Wheat germ agglutinin (WGA) specifically binds N-acetylneuraminic acid (NeuNAc) and N-acetyl-D-galactosamine (D-GalNAc) in addition to N-acetyl-D-glucosamine (D-GlcNAc) and its .beta.-(1 .fwdarw. 4)-linked oligosaccharides. Both ovine submaxillary mucin (OSM) and asialo ovine submaxillary mucin, glycoconjugates lacking D-GlcNAc units, precipitate WGA. The precipitation of WGA by OSM is inhibited completely by D-GlcNAc as well as by the following saccharides (potency relative to GlcNAc (1.0) in parentheses): N,N''-diacetylchitobiose (32); NeuNAc (0.30); NeuNAc methyl ester (0.27); NeuNAc-7, 5-acetamido-3,5-dideoxy-L-arabino-heptulosonic acid (0.80); D-GalNAc (0.20).

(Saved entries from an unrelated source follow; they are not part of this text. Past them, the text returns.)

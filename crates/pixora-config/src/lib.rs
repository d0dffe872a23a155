// SPDX-FileCopyrightText: 2026 Pixora Contributors
// SPDX-License-Identifier: MIT OR Apache-2.0

//! Configuration system for the Pixora back end.
//!
//! TOML files are merged along the XDG hierarchy, overridden by `PIXORA_*`
//! environment variables, checked with `deny_unknown_fields`, and then
//! validated semantically. Failures render as miette diagnostics with typo
//! suggestions.
//!
//! # Usage
//!
//! ```no_run
//! use pixora_config::load_and_validate;
//!
//! let config = load_and_validate().expect("config errors");
//! println!("listening on {}:{}", config.server.host, config.server.port);
//! ```

pub mod diagnostic;
pub mod loader;
pub mod model;
pub mod validation;

use std::path::Path;

pub use diagnostic::{ConfigError, render_errors};
pub use loader::{load_config, load_config_from_path, load_config_from_str};
pub use model::PixoraConfig;

/// Load configuration from the XDG hierarchy and validate it.
pub fn load_and_validate() -> Result<PixoraConfig, Vec<ConfigError>> {
    match loader::load_config() {
        Ok(config) => {
            validation::validate_config(&config)?;
            Ok(config)
        }
        Err(err) => Err(diagnostic::figment_to_config_errors(
            err,
            &collect_toml_sources(),
        )),
    }
}

/// Load configuration from an explicit file (plus env overrides) and validate it.
pub fn load_and_validate_path(path: &Path) -> Result<PixoraConfig, Vec<ConfigError>> {
    match loader::load_config_from_path(path) {
        Ok(config) => {
            validation::validate_config(&config)?;
            Ok(config)
        }
        Err(err) => {
            let sources = std::fs::read_to_string(path)
                .map(|content| vec![(path.display().to_string(), content)])
                .unwrap_or_default();
            Err(diagnostic::figment_to_config_errors(err, &sources))
        }
    }
}

/// Load configuration from a TOML string and validate it.
pub fn load_and_validate_str(toml_content: &str) -> Result<PixoraConfig, Vec<ConfigError>> {
    match loader::load_config_from_str(toml_content) {
        Ok(config) => {
            validation::validate_config(&config)?;
            Ok(config)
        }
        Err(err) => {
            let sources = vec![("<inline>".to_string(), toml_content.to_string())];
            Err(diagnostic::figment_to_config_errors(err, &sources))
        }
    }
}

/// Read every config file that exists so diagnostics can point into it.
fn collect_toml_sources() -> Vec<(String, String)> {
    loader::config_file_candidates()
        .into_iter()
        .filter_map(|path| {
            let content = std::fs::read_to_string(&path).ok()?;
            let display = if path.is_relative() {
                std::env::current_dir()
                    .map(|d| d.join(&path).display().to_string())
                    .unwrap_or_else(|_| path.display().to_string())
            } else {
                path.display().to_string()
            };
            Some((display, content))
        })
        .collect()
}
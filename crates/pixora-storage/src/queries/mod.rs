// SPDX-FileCopyrightText: 2026 Pixora Contributors
// SPDX-License-Identifier: MIT OR Apache-2.0

//! Typed query functions over the Pixora schema.

pub mod images;
pub mod models;
pub mod orders;
pub mod profiles;
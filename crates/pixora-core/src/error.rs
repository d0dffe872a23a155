// SPDX-FileCopyrightText: 2026 Pixora Contributors
// SPDX-License-Identifier: MIT OR Apache-2.0

//! Error types for the Pixora back end.

use serde::{Deserialize, Serialize};
use strum::{Display, EnumString};
use thiserror::Error;

/// The primary error type used across all Pixora adapter traits and services.
#[derive(Debug, Error)]
pub enum PixoraError {
    /// Configuration errors (invalid TOML, missing secrets, bad URLs).
    #[error("configuration error: {0}")]
    Config(String),

    /// Storage backend errors (database connection, query failure, serialization).
    #[error("storage error: {source}")]
    Storage {
        source: Box<dyn std::error::Error + Send + Sync>,
    },

    /// External provider errors (Replicate, Supabase, PayPal, Resend).
    #[error("provider error: {message}")]
    Provider {
        message: String,
        source: Option<Box<dyn std::error::Error + Send + Sync>>,
    },

    /// Missing session, unknown identity, or a rejected webhook signature.
    #[error("unauthenticated: {0}")]
    Unauthenticated(String),

    /// Request failed validation before any side effect was applied.
    #[error("validation error: {0}")]
    Validation(String),

    /// A debit would have taken the balance below zero.
    #[error("insufficient credits: {required} required, {available} available")]
    InsufficientCredits { required: i64, available: i64 },

    /// A referenced record does not exist.
    #[error("not found: {0}")]
    NotFound(String),

    /// Operation timed out.
    #[error("operation timed out after {duration:?}")]
    Timeout { duration: std::time::Duration },

    /// Internal or unexpected errors.
    #[error("internal error: {0}")]
    Internal(String),
}

/// Machine-readable classification of a [`PixoraError`].
///
/// Exposed in HTTP error bodies so clients can branch on the failure without
/// parsing the message.
#[derive(
    Debug, Clone, Copy, PartialEq, Eq, Hash, Display, EnumString, Serialize, Deserialize,
)]
#[strum(serialize_all = "snake_case")]
#[serde(rename_all = "snake_case")]
pub enum ErrorKind {
    Config,
    Storage,
    Provider,
    Unauthenticated,
    Validation,
    InsufficientCredits,
    NotFound,
    Timeout,
    Internal,
}

impl PixoraError {
    /// Shorthand for a provider error without an underlying source.
    pub fn provider(message: impl Into<String>) -> Self {
        Self::Provider {
            message: message.into(),
            source: None,
        }
    }

    /// Returns the classification of this error.
    pub fn kind(&self) -> ErrorKind {
        match self {
            Self::Config(_) => ErrorKind::Config,
            Self::Storage { .. } => ErrorKind::Storage,
            Self::Provider { .. } => ErrorKind::Provider,
            Self::Unauthenticated(_) => ErrorKind::Unauthenticated,
            Self::Validation(_) => ErrorKind::Validation,
            Self::InsufficientCredits { .. } => ErrorKind::InsufficientCredits,
            Self::NotFound(_) => ErrorKind::NotFound,
            Self::Timeout { .. } => ErrorKind::Timeout,
            Self::Internal(_) => ErrorKind::Internal,
        }
    }

    /// Whether retrying the same call later may succeed. Only timeouts qualify.
    pub fn is_retryable(&self) -> bool {
        matches!(self, Self::Timeout { .. })
    }
}
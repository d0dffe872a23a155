// SPDX-FileCopyrightText: 2026 Pixora Contributors
// SPDX-License-Identifier: MIT OR Apache-2.0

//! HTTP API for the Pixora back end.
//!
//! Public routes: `GET /health` and the signed training webhook. Every other
//! route sits behind [`auth::auth_middleware`], which resolves the caller's
//! bearer session to a profile.

pub mod auth;
pub mod error;
pub mod handlers;
pub mod server;

pub use error::{ApiError, ErrorResponse};
pub use server::{AppState, ServerConfig, Services, router, start_server};
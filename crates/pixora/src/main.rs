// SPDX-FileCopyrightText: 2026 Pixora Contributors
// SPDX-License-Identifier: MIT OR Apache-2.0

//! Pixora - back end for personalised image generation.
//!
//! This is the binary entry point.

mod credits;
mod serve;

use std::path::PathBuf;

use clap::{Parser, Subcommand};
use pixora_config::PixoraConfig;

/// Pixora - train personal image models and generate with them.
#[derive(Parser, Debug)]
#[command(name = "pixora", version, about, long_about = None)]
struct Cli {
    /// Load configuration from this file instead of the standard locations.
    #[arg(long, global = true)]
    config: Option<PathBuf>,

    #[command(subcommand)]
    command: Commands,
}

/// Available subcommands.
#[derive(Subcommand, Debug)]
enum Commands {
    /// Start the HTTP API.
    Serve,
    /// Inspect configuration.
    Config {
        #[command(subcommand)]
        action: ConfigCommands,
    },
    /// Manage user credit balances.
    Credits {
        #[command(subcommand)]
        action: CreditsCommands,
    },
}

#[derive(Subcommand, Debug)]
enum ConfigCommands {
    /// Load and validate the configuration, then print a summary.
    Check,
}

#[derive(Subcommand, Debug)]
enum CreditsCommands {
    /// Add credits to a user's balance.
    Grant {
        /// Profile id of the user.
        user_id: String,
        /// Number of credits to add.
        amount: i64,
    },
}

fn load_config(path: Option<&PathBuf>) -> PixoraConfig {
    let result = match path {
        Some(path) => pixora_config::load_and_validate_path(path),
        None => pixora_config::load_and_validate(),
    };
    match result {
        Ok(config) => config,
        Err(errors) => {
            pixora_config::render_errors(&errors);
            std::process::exit(1);
        }
    }
}

fn print_config_summary(config: &PixoraConfig) {
    let set = |value: &Option<String>| if value.is_some() { "set" } else { "missing" };
    println!("pixora: configuration OK");
    println!("  listen           {}:{}", config.server.host, config.server.port);
    println!("  site_url         {}", config.server.site_url);
    println!("  database         {}", config.storage.database_path);
    println!("  replicate token  {}", set(&config.replicate.api_token));
    println!("  supabase key     {}", set(&config.supabase.service_role_key));
    println!("  webhook secret   {}", set(&config.webhook.signing_secret));
    println!(
        "  email            {}",
        if config.email.enabled { set(&config.email.api_key) } else { "disabled" }
    );
    println!("  paypal client    {}", set(&config.paypal.client_id));
    println!("  training cost    {} credits", config.credits.training_cost);
}

#[tokio::main]
async fn main() {
    let cli = Cli::parse();
    let config = load_config(cli.config.as_ref());

    let result = match cli.command {
        Commands::Serve => serve::run_serve(config).await,
        Commands::Config {
            action: ConfigCommands::Check,
        } => {
            print_config_summary(&config);
            Ok(())
        }
        Commands::Credits {
            action: CreditsCommands::Grant { user_id, amount },
        } => credits::run_grant(&config, &user_id, amount)
            .await
            .map(|balance| println!("{user_id}: {balance} credits")),
    };

    if let Err(e) = result {
        eprintln!("error: {e}");
        std::process::exit(1);
    }
}
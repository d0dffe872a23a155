// SPDX-FileCopyrightText: 2026 Pixora Contributors
// SPDX-License-Identifier: MIT OR Apache-2.0

//! Bridges Figment extraction errors into miette diagnostics.
//!
//! Unknown keys get a source span (when the offending file is known) and a
//! "did you mean" hint based on Jaro-Winkler similarity.

#![allow(unused_assignments)] // miette's Diagnostic derive trips this lint

use miette::{Diagnostic, NamedSource, SourceSpan};
use thiserror::Error;

/// Minimum Jaro-Winkler score for a key to be offered as a correction.
const SUGGESTION_THRESHOLD: f64 = 0.75;

/// A configuration problem, renderable as a miette report.
#[derive(Debug, Error, Diagnostic)]
pub enum ConfigError {
    #[error("unknown configuration key `{key}`")]
    #[diagnostic(
        code(pixora::config::unknown_key),
        help("{}", unknown_key_help(suggestion.as_deref(), valid_keys))
    )]
    UnknownKey {
        key: String,
        suggestion: Option<String>,
        valid_keys: String,
        #[label("not a recognized key")]
        span: Option<SourceSpan>,
        #[source_code]
        src: Option<NamedSource<String>>,
    },

    #[error("invalid type for key `{key}`: {detail}")]
    #[diagnostic(code(pixora::config::invalid_type), help("expected {expected}"))]
    InvalidType {
        key: String,
        detail: String,
        expected: String,
    },

    #[error("missing required key `{key}`")]
    #[diagnostic(
        code(pixora::config::missing_key),
        help("set `{key}` in pixora.toml or through a PIXORA_ environment variable")
    )]
    MissingKey { key: String },

    #[error("validation error: {message}")]
    #[diagnostic(code(pixora::config::validation))]
    Validation { message: String },

    #[error("configuration error: {0}")]
    #[diagnostic(code(pixora::config::other))]
    Other(String),
}

impl ConfigError {
    pub(crate) fn validation(message: impl Into<String>) -> Self {
        Self::Validation {
            message: message.into(),
        }
    }
}

fn unknown_key_help(suggestion: Option<&str>, valid_keys: &str) -> String {
    match suggestion {
        Some(s) => format!("did you mean `{s}`? valid keys: {valid_keys}"),
        None => format!("valid keys: {valid_keys}"),
    }
}

/// Convert every error carried by a `figment::Error` into a [`ConfigError`].
pub fn figment_to_config_errors(
    err: figment::Error,
    toml_sources: &[(String, String)],
) -> Vec<ConfigError> {
    use figment::error::Kind;

    err.into_iter()
        .map(|error| match &error.kind {
            Kind::UnknownField(field, expected) => {
                let (span, src) = locate(&error, field, toml_sources);
                ConfigError::UnknownKey {
                    key: field.clone(),
                    suggestion: suggest_key(field, expected),
                    valid_keys: expected.join(", "),
                    span,
                    src,
                }
            }
            Kind::MissingField(field) => ConfigError::MissingKey {
                key: field.to_string(),
            },
            Kind::InvalidType(actual, expected) => ConfigError::InvalidType {
                key: error.path.join("."),
                detail: format!("found {actual}, expected {expected}"),
                expected: expected.to_string(),
            },
            _ => ConfigError::Other(error.to_string()),
        })
        .collect()
}

/// Find the file and byte range an unknown key came from.
fn locate(
    error: &figment::error::Error,
    field: &str,
    toml_sources: &[(String, String)],
) -> (Option<SourceSpan>, Option<NamedSource<String>>) {
    let origin = error
        .metadata
        .as_ref()
        .and_then(|m| m.source.as_ref())
        .and_then(|source| match source {
            figment::Source::File(path) => Some(path.display().to_string()),
            _ => None,
        });

    // Inline strings carry no file metadata; fall back to the only source.
    let source = match origin {
        Some(path) => toml_sources.iter().find(|(p, _)| *p == path),
        None if toml_sources.len() == 1 => toml_sources.first(),
        None => None,
    };

    let Some((path, content)) = source else {
        return (None, None);
    };
    match find_key_offset(content, &error.path, field) {
        Some(offset) => (
            Some(SourceSpan::new(offset.into(), field.len())),
            Some(NamedSource::new(path, content.clone())),
        ),
        None => (None, None),
    }
}

/// Byte offset of `field` inside the `[section]` named by `path[0]`, or at
/// top level when `path` is empty.
pub fn find_key_offset(content: &str, path: &[String], field: &str) -> Option<usize> {
    let start = match path.first() {
        Some(section) => {
            let header = format!("[{section}]");
            content.find(&header)? + header.len()
        }
        None => 0,
    };

    let mut offset = start;
    for line in content[start..].split_inclusive('\n') {
        let trimmed = line.trim_start();
        if let Some(after) = trimmed.strip_prefix(field)
            && after.trim_start().starts_with('=')
        {
            return Some(offset + (line.len() - trimmed.len()));
        }
        offset += line.len();
    }
    None
}

/// Best-scoring key above [`SUGGESTION_THRESHOLD`], if any.
pub fn suggest_key(unknown: &str, valid_keys: &[&str]) -> Option<String> {
    valid_keys
        .iter()
        .map(|key| (strsim::jaro_winkler(unknown, key), *key))
        .filter(|(score, _)| *score > SUGGESTION_THRESHOLD)
        .max_by(|a, b| a.0.total_cmp(&b.0))
        .map(|(_, key)| key.to_string())
}

/// Render errors to stderr with miette's graphical handler.
pub fn render_errors(errors: &[ConfigError]) {
    use miette::GraphicalReportHandler;

    let handler = GraphicalReportHandler::new();
    for error in errors {
        let mut buf = String::new();
        if handler.render_report(&mut buf, error as &dyn Diagnostic).is_ok() {
            eprint!("{buf}");
        } else {
            eprintln!("Error: {error}");
        }
    }
}

#[cfg(test)]
mod tests {
    use super::*;

    #[test]
    fn suggests_close_key() {
        let valid = &["api_token", "base_url", "username"];
        assert_eq!(suggest_key("api_tokn", valid), Some("api_token".to_string()));
    }

    #[test]
    fn suggests_signing_secret() {
        let valid = &["signing_secret", "timestamp_tolerance_secs"];
        assert_eq!(
            suggest_key("signin_secret", valid),
            Some("signing_secret".to_string())
        );
    }

    #[test]
    fn no_suggestion_for_unrelated_key() {
        assert_eq!(suggest_key("zzzzzz", &["host", "port", "site_url"]), None);
    }

    #[test]
    fn finds_key_inside_section() {
        let content = "[server]\nport = 3000\n\n[replicate]\napi_tokn = \"x\"\n";
        let path = vec!["replicate".to_string()];
        let offset = find_key_offset(content, &path, "api_tokn").unwrap();
        assert_eq!(&content[offset..offset + 8], "api_tokn");
    }

    #[test]
    fn missing_section_has_no_offset() {
        let content = "[server]\nport = 3000\n";
        assert_eq!(
            find_key_offset(content, &["paypal".to_string()], "client_id"),
            None
        );
    }
}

Selective conversion of the NeuNAc groups of fetuin and of OSM to NeuNAc-7 (2 fewer C atoms) by periodate oxidation-borohydride reduction yielded analog glycoproteins that reacted more strongly with WGA than the parent glycoproteins. Analog fetuin precipitated 2.5 times more WGA from solution than native fetuin. A 3-fold higher concentration of N,N''-diacetylchitobiose also was required to inhibit the analog fetuin-WGA interaction than to inhibit equivalently the native fetuin-WGA interaction. Sialic acid groups appear to be immunodominant in fetuin-WGA interaction. Removal of sialic acid from fetuin or analog fetuin by mild acid hydrolysis abolished the ability of the resulting substrates to precipitate WGA but had no effect on their interaction with the phytohemagglutinin from Phaseolus vulgaris. These results are interpreted in terms of the configurational similarity of NeuNAc and D-GalNAc with DGlcNAc at positions C-2 (N-acetamido group) and C-3 (hydroxyl group) of the pyranose ring; these are the positions critical to productive contact with the WGA combining site.